◆ **Saved data entries**
########################################
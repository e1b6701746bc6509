use reqwest::Client;
use serde::{Deserialize, Serialize};

use crate::conversation::Source;
use crate::error::QueryError;

#[derive(Serialize)]
struct QueryRequest<'a> {
    query: &'a str,
}

/// Body of a successful `/query` call
#[derive(Debug, Clone, PartialEq, Serialize, Deserialize)]
pub struct QueryResponse {
    pub answer: String,
    pub sources: Vec<Source>,
}

/// Client for the knowledge service's `/query` endpoint.
///
/// One call is one POST: no timeout, no retry.
#[derive(Clone)]
pub struct QueryClient {
    client: Client,
    base_url: Option<String>,
}

impl QueryClient {
    pub fn new(base_url: Option<&str>) -> Self {
        Self {
            client: Client::new(),
            base_url: base_url
                .map(|url| url.trim().trim_end_matches('/').to_string())
                .filter(|url| !url.is_empty()),
        }
    }

    pub fn base_url(&self) -> Option<&str> {
        self.base_url.as_deref()
    }

    pub async fn query(&self, text: &str) -> Result<QueryResponse, QueryError> {
        let base_url = self.base_url.as_deref().ok_or(QueryError::MissingBaseUrl)?;
        let url = format!("{}/query", base_url);

        tracing::debug!(%url, chars = text.chars().count(), "Sending query");

        let response = self
            .client
            .post(&url)
            .header("Content-Type", "application/json")
            .json(&QueryRequest { query: text })
            .send()
            .await?;

        let status = response.status();
        let body = response.bytes().await?;

        if !status.is_success() {
            let status = status.as_u16();
            let body = serde_json::from_slice(&body)
                .map_err(|source| QueryError::MalformedErrorBody { status, source })?;
            return Err(QueryError::Remote { status, body });
        }

        let answer: QueryResponse = serde_json::from_slice(&body)?;
        tracing::debug!(sources = answer.sources.len(), "Query answered");
        Ok(answer)
    }
}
########################################
◆ **Work instructions**
Your reply must reproduce all records above exactly.

◆ **Exercise result**
repository e1b6701746bc6509
use reqwest::Client;
use serde::{Deserialize, Serialize};

use crate::conversation::Source;
use crate::error::QueryError;

#[derive(Serialize)]
struct QueryRequest<'a> {
    query: &'a str,
}

/// Body of a successful `/query` call
#[derive(Debug, Clone, PartialEq, Serialize, Deserialize)]
pub struct QueryResponse {
    pub answer: String,
    pub sources: Vec<Source>,
}

/// Client for the knowledge service's `/query` endpoint.
///
/// One call is one POST: no timeout, no retry.
#[derive(Clone)]
pub struct QueryClient {
    client: Client,
    base_url: Option<String>,
}

impl QueryClient {
    pub fn new(base_url: Option<&str>) -> Self {
        Self {
            client: Client::new(),
            base_url: base_url
                .map(|url| url.trim().trim_end_matches('/').to_string())
                .filter(|url| !url.is_empty()),
        }
    }

    pub fn base_url(&self) -> Option<&str> {
        self.base_url.as_deref()
    }

    pub async fn query(&self, text: &str) -> Result<QueryResponse, QueryError> {
        let base_url = self.base_url.as_deref().ok_or(QueryError::MissingBaseUrl)?;
        let url = format!("{}/query", base_url);

        tracing::debug!(%url, chars = text.chars().count(), "Sending query");

        let response = self
            .client
            .post(&url)
            .header("Content-Type", "application/json")
            .json(&QueryRequest { query: text })
            .send()
            .await?;

        let status = response.status();
        let body = response.bytes().await?;

        if !status.is_success() {
            let status = status.as_u16();
            let body = serde_json::from_slice(&body)
                .map_err(|source| QueryError::MalformedErrorBody { status, source })?;
            return Err(QueryError::Remote { status, body });
        }

        let answer: QueryResponse = serde_json::from_slice(&body)?;
        tracing::debug!(sources = answer.sources.len(), "Query answered");
        Ok(answer)
    }
}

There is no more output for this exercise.